**Exercise brief:** From the entries below, list each line with "TracingTelemetry".

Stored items
■ ■ ■

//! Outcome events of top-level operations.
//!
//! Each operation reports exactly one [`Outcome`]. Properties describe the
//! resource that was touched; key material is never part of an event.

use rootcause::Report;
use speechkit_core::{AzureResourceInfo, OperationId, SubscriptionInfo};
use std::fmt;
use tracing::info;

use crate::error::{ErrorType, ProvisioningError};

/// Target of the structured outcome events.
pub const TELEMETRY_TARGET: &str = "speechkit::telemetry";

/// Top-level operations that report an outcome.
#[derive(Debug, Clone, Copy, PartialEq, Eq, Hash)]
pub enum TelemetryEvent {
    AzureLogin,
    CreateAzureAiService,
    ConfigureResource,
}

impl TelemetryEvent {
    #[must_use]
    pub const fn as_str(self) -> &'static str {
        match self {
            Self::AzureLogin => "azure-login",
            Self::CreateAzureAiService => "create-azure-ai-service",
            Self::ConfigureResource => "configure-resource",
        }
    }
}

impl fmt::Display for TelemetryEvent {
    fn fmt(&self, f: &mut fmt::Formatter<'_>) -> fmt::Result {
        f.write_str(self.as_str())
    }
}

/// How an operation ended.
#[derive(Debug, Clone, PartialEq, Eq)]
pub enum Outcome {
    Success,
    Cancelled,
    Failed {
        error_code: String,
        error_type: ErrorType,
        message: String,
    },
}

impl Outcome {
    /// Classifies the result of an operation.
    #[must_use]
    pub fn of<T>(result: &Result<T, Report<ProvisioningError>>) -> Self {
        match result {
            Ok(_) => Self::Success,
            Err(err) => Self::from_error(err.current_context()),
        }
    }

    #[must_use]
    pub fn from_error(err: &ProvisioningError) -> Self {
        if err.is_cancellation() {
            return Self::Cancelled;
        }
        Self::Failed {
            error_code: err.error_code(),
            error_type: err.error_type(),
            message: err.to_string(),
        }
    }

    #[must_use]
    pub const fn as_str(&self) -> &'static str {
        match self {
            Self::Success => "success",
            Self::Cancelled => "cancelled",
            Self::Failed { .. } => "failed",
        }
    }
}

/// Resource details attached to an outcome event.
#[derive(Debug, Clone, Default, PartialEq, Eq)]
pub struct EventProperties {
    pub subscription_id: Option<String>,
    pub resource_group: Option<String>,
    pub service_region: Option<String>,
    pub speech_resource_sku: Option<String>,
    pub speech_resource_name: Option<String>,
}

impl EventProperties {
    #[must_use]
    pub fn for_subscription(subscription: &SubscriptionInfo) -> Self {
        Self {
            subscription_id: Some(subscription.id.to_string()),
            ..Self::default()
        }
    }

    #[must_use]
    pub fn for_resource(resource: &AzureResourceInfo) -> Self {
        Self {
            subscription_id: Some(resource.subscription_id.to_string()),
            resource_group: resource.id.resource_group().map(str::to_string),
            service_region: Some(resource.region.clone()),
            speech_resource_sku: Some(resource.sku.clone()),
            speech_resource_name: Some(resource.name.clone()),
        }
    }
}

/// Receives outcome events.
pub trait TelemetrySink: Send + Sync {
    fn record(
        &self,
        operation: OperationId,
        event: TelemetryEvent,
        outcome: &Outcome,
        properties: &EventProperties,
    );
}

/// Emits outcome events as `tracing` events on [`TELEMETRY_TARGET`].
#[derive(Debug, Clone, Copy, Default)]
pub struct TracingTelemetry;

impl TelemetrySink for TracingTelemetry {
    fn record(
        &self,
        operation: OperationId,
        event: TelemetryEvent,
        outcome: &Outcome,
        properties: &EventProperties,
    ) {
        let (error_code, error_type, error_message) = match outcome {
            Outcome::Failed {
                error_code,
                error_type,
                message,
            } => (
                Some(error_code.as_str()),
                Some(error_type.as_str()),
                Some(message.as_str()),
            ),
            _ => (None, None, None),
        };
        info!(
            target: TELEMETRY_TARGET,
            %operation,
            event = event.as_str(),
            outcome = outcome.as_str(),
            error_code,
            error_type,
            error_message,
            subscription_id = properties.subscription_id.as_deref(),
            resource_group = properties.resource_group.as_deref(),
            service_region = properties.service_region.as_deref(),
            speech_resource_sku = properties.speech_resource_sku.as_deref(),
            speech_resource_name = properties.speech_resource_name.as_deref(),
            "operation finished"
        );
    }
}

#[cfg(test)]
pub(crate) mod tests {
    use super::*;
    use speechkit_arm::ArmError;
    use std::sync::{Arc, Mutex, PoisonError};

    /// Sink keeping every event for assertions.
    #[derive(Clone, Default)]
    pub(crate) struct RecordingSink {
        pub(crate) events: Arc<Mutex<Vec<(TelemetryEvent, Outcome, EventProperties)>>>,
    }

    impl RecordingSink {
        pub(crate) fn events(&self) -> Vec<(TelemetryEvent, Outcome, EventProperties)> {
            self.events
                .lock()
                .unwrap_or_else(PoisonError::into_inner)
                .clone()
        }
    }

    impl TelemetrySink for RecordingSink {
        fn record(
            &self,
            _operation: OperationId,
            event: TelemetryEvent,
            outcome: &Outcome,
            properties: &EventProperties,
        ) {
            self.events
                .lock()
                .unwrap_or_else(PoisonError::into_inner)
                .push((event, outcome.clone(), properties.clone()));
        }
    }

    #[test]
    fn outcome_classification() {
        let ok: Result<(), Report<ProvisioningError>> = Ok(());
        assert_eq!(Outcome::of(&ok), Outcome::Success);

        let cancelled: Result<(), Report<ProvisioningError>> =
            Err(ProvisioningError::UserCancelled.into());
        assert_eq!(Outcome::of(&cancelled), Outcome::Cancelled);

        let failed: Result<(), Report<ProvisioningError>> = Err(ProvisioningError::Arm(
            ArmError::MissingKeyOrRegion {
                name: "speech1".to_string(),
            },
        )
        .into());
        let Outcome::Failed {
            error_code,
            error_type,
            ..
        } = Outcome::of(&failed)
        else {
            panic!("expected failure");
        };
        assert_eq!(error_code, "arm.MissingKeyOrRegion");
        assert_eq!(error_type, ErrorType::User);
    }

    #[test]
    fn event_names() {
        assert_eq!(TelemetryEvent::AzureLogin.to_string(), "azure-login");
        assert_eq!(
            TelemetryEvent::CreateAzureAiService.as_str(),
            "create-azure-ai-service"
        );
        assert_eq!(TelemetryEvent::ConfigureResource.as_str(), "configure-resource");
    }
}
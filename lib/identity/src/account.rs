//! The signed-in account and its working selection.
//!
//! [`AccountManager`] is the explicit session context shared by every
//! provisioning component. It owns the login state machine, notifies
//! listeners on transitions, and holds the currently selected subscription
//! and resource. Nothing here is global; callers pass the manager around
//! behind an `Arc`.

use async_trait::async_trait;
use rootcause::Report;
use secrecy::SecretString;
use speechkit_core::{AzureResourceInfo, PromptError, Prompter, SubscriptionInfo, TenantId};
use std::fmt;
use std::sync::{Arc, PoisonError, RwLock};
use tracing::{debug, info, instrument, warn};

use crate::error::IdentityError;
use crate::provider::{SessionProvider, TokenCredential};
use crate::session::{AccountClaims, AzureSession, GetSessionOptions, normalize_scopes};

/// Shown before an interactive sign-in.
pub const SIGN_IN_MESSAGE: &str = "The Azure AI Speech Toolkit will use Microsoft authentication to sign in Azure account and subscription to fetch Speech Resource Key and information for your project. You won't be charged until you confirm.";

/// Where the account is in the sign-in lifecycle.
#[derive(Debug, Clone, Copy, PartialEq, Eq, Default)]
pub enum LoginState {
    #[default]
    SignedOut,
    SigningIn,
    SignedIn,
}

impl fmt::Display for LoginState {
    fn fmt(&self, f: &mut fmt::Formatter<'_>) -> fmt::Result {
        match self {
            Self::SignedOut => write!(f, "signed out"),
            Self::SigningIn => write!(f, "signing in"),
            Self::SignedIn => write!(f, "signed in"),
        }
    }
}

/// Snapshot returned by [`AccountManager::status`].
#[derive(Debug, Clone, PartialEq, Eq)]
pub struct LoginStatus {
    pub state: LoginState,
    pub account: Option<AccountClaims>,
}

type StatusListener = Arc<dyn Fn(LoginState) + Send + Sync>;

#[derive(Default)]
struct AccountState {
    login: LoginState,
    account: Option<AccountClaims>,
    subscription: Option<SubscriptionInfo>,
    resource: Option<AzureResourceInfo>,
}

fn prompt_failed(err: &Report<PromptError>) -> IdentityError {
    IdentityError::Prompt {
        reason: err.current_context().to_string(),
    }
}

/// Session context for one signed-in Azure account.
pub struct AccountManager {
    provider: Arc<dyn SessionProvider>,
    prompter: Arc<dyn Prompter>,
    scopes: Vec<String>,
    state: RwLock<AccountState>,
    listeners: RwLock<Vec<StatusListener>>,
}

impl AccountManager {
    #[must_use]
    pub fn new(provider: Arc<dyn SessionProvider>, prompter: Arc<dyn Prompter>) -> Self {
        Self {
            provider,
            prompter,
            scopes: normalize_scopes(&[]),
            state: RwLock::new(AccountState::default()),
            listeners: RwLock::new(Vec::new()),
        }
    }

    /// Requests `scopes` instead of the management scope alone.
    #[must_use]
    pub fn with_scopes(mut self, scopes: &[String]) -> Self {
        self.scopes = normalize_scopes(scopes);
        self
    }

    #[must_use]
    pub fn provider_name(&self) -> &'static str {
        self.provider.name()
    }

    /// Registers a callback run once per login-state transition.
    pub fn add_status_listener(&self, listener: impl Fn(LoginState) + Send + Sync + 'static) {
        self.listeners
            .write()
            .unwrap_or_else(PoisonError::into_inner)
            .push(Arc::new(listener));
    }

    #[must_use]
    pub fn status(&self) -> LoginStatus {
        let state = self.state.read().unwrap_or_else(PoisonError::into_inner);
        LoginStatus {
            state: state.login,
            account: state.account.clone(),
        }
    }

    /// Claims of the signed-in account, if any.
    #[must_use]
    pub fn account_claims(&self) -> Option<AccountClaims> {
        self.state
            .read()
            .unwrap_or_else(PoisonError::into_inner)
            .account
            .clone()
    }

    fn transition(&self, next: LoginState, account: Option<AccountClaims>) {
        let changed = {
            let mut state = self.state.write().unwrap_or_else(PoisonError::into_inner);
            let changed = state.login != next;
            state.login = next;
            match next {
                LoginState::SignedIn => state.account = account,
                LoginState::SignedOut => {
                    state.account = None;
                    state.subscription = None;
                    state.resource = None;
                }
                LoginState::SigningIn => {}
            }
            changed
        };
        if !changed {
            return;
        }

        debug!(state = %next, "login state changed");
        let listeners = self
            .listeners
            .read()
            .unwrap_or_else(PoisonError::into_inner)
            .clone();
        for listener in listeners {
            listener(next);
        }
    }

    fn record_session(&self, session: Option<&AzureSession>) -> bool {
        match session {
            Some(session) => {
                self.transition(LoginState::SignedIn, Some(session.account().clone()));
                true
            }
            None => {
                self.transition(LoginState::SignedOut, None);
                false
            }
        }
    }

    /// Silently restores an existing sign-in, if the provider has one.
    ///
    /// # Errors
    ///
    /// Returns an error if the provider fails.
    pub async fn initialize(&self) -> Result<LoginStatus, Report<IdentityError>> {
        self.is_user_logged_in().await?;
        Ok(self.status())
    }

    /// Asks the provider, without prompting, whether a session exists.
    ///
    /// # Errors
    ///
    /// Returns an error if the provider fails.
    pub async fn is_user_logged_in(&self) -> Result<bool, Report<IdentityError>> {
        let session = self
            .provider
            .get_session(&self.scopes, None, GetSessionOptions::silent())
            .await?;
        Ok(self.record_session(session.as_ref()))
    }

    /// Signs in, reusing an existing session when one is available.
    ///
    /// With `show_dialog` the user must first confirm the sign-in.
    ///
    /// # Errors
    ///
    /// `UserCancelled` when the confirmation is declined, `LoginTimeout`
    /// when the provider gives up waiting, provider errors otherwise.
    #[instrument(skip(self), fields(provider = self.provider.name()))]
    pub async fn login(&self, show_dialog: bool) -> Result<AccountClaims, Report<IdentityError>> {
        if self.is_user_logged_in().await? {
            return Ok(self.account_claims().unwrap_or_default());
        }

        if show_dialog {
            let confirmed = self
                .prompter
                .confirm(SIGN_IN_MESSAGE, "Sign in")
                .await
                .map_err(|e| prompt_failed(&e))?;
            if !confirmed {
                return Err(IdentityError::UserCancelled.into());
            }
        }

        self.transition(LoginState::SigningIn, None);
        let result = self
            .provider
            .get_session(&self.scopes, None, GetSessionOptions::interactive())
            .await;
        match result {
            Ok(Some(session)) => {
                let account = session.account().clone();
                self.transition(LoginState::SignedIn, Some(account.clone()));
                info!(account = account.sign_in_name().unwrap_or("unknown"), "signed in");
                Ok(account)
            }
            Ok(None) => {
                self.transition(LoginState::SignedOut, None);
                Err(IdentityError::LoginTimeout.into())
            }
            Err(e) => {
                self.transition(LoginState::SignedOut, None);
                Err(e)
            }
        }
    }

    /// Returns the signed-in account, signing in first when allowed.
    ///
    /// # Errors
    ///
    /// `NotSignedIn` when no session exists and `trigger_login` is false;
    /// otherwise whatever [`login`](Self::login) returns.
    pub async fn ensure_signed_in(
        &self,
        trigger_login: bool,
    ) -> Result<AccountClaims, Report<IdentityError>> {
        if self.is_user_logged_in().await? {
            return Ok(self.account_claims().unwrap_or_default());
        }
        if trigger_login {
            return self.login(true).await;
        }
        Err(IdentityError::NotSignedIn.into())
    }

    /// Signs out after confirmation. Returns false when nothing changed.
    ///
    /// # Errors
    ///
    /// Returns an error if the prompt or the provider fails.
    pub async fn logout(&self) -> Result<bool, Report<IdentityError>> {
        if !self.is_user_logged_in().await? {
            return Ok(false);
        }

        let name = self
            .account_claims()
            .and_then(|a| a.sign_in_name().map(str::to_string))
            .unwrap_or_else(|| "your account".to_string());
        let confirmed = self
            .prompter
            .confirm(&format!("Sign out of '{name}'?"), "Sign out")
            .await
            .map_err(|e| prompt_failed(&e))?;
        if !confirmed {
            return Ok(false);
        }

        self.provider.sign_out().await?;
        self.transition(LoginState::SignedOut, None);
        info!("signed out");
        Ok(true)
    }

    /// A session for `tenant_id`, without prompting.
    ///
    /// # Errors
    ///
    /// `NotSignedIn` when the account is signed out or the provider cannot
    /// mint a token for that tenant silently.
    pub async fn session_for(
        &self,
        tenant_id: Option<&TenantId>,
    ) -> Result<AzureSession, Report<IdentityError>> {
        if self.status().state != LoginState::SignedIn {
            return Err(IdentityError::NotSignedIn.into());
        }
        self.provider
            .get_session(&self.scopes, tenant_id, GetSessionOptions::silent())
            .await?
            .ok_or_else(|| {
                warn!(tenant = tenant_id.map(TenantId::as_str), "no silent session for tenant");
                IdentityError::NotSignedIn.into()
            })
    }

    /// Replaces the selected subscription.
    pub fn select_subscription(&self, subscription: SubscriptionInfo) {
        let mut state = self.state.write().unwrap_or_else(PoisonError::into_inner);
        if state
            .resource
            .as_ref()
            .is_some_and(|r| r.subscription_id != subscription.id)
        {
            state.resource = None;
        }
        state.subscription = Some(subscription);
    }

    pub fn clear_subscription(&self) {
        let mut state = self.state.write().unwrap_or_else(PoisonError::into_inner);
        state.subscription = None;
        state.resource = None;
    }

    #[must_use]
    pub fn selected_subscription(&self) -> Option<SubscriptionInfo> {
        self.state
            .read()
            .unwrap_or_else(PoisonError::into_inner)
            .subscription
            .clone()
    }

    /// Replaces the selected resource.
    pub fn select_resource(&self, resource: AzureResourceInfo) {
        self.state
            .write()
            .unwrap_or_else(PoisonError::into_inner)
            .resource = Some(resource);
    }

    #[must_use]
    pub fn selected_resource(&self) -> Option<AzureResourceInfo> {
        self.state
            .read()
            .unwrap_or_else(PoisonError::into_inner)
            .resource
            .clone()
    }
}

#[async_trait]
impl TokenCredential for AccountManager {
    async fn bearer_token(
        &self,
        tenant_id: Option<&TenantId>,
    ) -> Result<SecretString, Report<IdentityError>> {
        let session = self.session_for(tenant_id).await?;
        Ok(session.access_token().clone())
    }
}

■ ■ ■

**Result below:**
pub struct TracingTelemetry;
impl TelemetrySink for TracingTelemetry {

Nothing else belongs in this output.